Während Derbash noch im flachen Wegstück neben der Herrmann-Wittmann-Straße kämpft, weil sich die Räder ihres Rollstuhls tief in den Kies bohren, legt Ruth Michaelis eine Pause ein. Die 80-Jährige ist soeben den neuen Weg mit dem Rollator abgegangen. "Grausam" und "furchtbar" sind die Worte, die sie nun findet. Zwar sei der Untergrund inzwischen gewalzt und zumindest noch besser als in den ersten Tagen. "Da bin schon zweimal auf dem Weg zum Edeka steckengeblieben", berichtet die Eppelheimerin über ihre ersten Erfahrungen. Beide Male musste sie Leute abpassen, die ihr helfen.
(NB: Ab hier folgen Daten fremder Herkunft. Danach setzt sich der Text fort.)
use std::path::Path;
use std::sync::atomic::{AtomicUsize, Ordering};

use redb::{Database, ReadableTable, TableDefinition};

use super::{Index, IndexIterator};
use crate::error::{Error, Result};
use crate::segment::{decode_position, encode_position, RecordPosition};

pub(crate) const INDEX_FILE_NAME: &str = "keydir-index";

const TABLE: TableDefinition<&[u8], &[u8]> = TableDefinition::new("keydir");

fn backend(err: impl std::fmt::Display) -> Error {
    Error::IndexBackend(err.to_string())
}

fn decode(bytes: &[u8]) -> Result<RecordPosition> {
    decode_position(bytes).ok_or_else(|| backend("stored position failed to decode"))
}

/// On-disk ordered backend. Commits are durable, so the key directory
/// survives restarts and open skips the log replay entirely; the engine
/// persists the last sequence number separately to compensate.
pub struct PersistentIndex {
    db: Database,
    // Live-key count, maintained here because counting means a full scan.
    len: AtomicUsize,
}

impl PersistentIndex {
    pub fn open(dir: &Path) -> Result<Self> {
        let db = Database::create(dir.join(INDEX_FILE_NAME)).map_err(backend)?;

        // Create the table on first open so readers never see a missing one.
        let txn = db.begin_write().map_err(backend)?;
        txn.open_table(TABLE).map_err(backend)?;
        txn.commit().map_err(backend)?;

        let mut len = 0;
        {
            let txn = db.begin_read().map_err(backend)?;
            let table = txn.open_table(TABLE).map_err(backend)?;
            for item in table.range::<&[u8]>(..).map_err(backend)? {
                item.map_err(backend)?;
                len += 1;
            }
        }

        Ok(Self {
            db,
            len: AtomicUsize::new(len),
        })
    }
}

impl Index for PersistentIndex {
    fn put(&self, key: Vec<u8>, pos: RecordPosition) -> Result<Option<RecordPosition>> {
        let encoded = encode_position(&pos);
        let txn = self.db.begin_write().map_err(backend)?;
        let old = {
            let mut table = txn.open_table(TABLE).map_err(backend)?;
            let guard = table
                .insert(key.as_slice(), encoded.as_slice())
                .map_err(backend)?;
            match guard {
                Some(guard) => Some(decode(guard.value())?),
                None => None,
            }
        };
        txn.commit().map_err(backend)?;
        if old.is_none() {
            self.len.fetch_add(1, Ordering::Relaxed);
        }
        Ok(old)
    }

    fn get(&self, key: &[u8]) -> Result<Option<RecordPosition>> {
        let txn = self.db.begin_read().map_err(backend)?;
        let table = txn.open_table(TABLE).map_err(backend)?;
        match table.get(key).map_err(backend)? {
            Some(guard) => Ok(Some(decode(guard.value())?)),
            None => Ok(None),
        }
    }

    fn delete(&self, key: &[u8]) -> Result<Option<RecordPosition>> {
        let txn = self.db.begin_write().map_err(backend)?;
        let old = {
            let mut table = txn.open_table(TABLE).map_err(backend)?;
            let old = match table.remove(key).map_err(backend)? {
                Some(guard) => Some(decode(guard.value())?),
                None => None,
            };
            old
        };
        txn.commit().map_err(backend)?;
        if old.is_some() {
            self.len.fetch_sub(1, Ordering::Relaxed);
        }
        Ok(old)
    }

    fn len(&self) -> Result<usize> {
        Ok(self.len.load(Ordering::Relaxed))
    }

    fn iterator(&self, reverse: bool) -> Result<IndexIterator> {
        let txn = self.db.begin_read().map_err(backend)?;
        let table = txn.open_table(TABLE).map_err(backend)?;
        let mut entries = Vec::new();
        for item in table.range::<&[u8]>(..).map_err(backend)? {
            let (key, value) = item.map_err(backend)?;
            entries.push((key.value().to_vec(), decode(value.value())?));
        }
        Ok(IndexIterator::new(entries, reverse))
    }

    fn close(&self) -> Result<()> {
        Ok(())
    }
}

#[cfg(test)]
mod tests {
    use super::*;

    fn pos(segment_id: u32, offset: u64) -> RecordPosition {
        RecordPosition {
            segment_id,
            offset,
            size: 32,
        }
    }

    #[test]
    fn test_put_get_delete() {
        let dir = tempfile::tempdir().unwrap();
        let index = PersistentIndex::open(dir.path()).unwrap();

        assert_eq!(index.put(b"k".to_vec(), pos(0, 0)).unwrap(), None);
        assert_eq!(
            index.put(b"k".to_vec(), pos(0, 32)).unwrap(),
            Some(pos(0, 0))
        );
        assert_eq!(index.get(b"k").unwrap(), Some(pos(0, 32)));
        assert_eq!(index.len().unwrap(), 1);
        assert_eq!(index.delete(b"k").unwrap(), Some(pos(0, 32)));
        assert_eq!(index.get(b"k").unwrap(), None);
        assert_eq!(index.len().unwrap(), 0);
    }

    #[test]
    fn test_survives_reopen() {
        let dir = tempfile::tempdir().unwrap();
        {
            let index = PersistentIndex::open(dir.path()).unwrap();
            index.put(b"a".to_vec(), pos(1, 100)).unwrap();
            index.put(b"b".to_vec(), pos(2, 200)).unwrap();
        }

        let index = PersistentIndex::open(dir.path()).unwrap();
        assert_eq!(index.len().unwrap(), 2);
        assert_eq!(index.get(b"a").unwrap(), Some(pos(1, 100)));
        assert_eq!(index.get(b"b").unwrap(), Some(pos(2, 200)));
    }

    #[test]
    fn test_iterator_is_ordered() {
        let dir = tempfile::tempdir().unwrap();
        let index = PersistentIndex::open(dir.path()).unwrap();
        for (i, key) in [b"z".as_slice(), b"m", b"a"].iter().enumerate() {
            index.put(key.to_vec(), pos(0, i as u64)).unwrap();
        }

        let mut iter = index.iterator(false).unwrap();
        let mut keys = Vec::new();
        while iter.valid() {
            keys.push(iter.key().to_vec());
            iter.next();
        }
        assert_eq!(keys, vec![b"a".to_vec(), b"m".to_vec(), b"z".to_vec()]);
    }
}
Was den Rückweg vom Einkaufsmarkt zu ihrem nahe gelegenen Zuhause betrifft, meint Michaelis: "Mit den Einkäufen schaffe ich das nicht." Dazu sei das Wegstück, das von der Straße hoch auf den Bahndamm führt, zu steil. Nach eigenen Messungen der Protest-Initiative, die sich vor Jahren gegen den Edeka-Zaun gegründet hat, weist der neue Weg an der steilsten Stelle einen Anstieg von etwa zwölf Prozent auf, doppelt so viel wie maximal zugelassen.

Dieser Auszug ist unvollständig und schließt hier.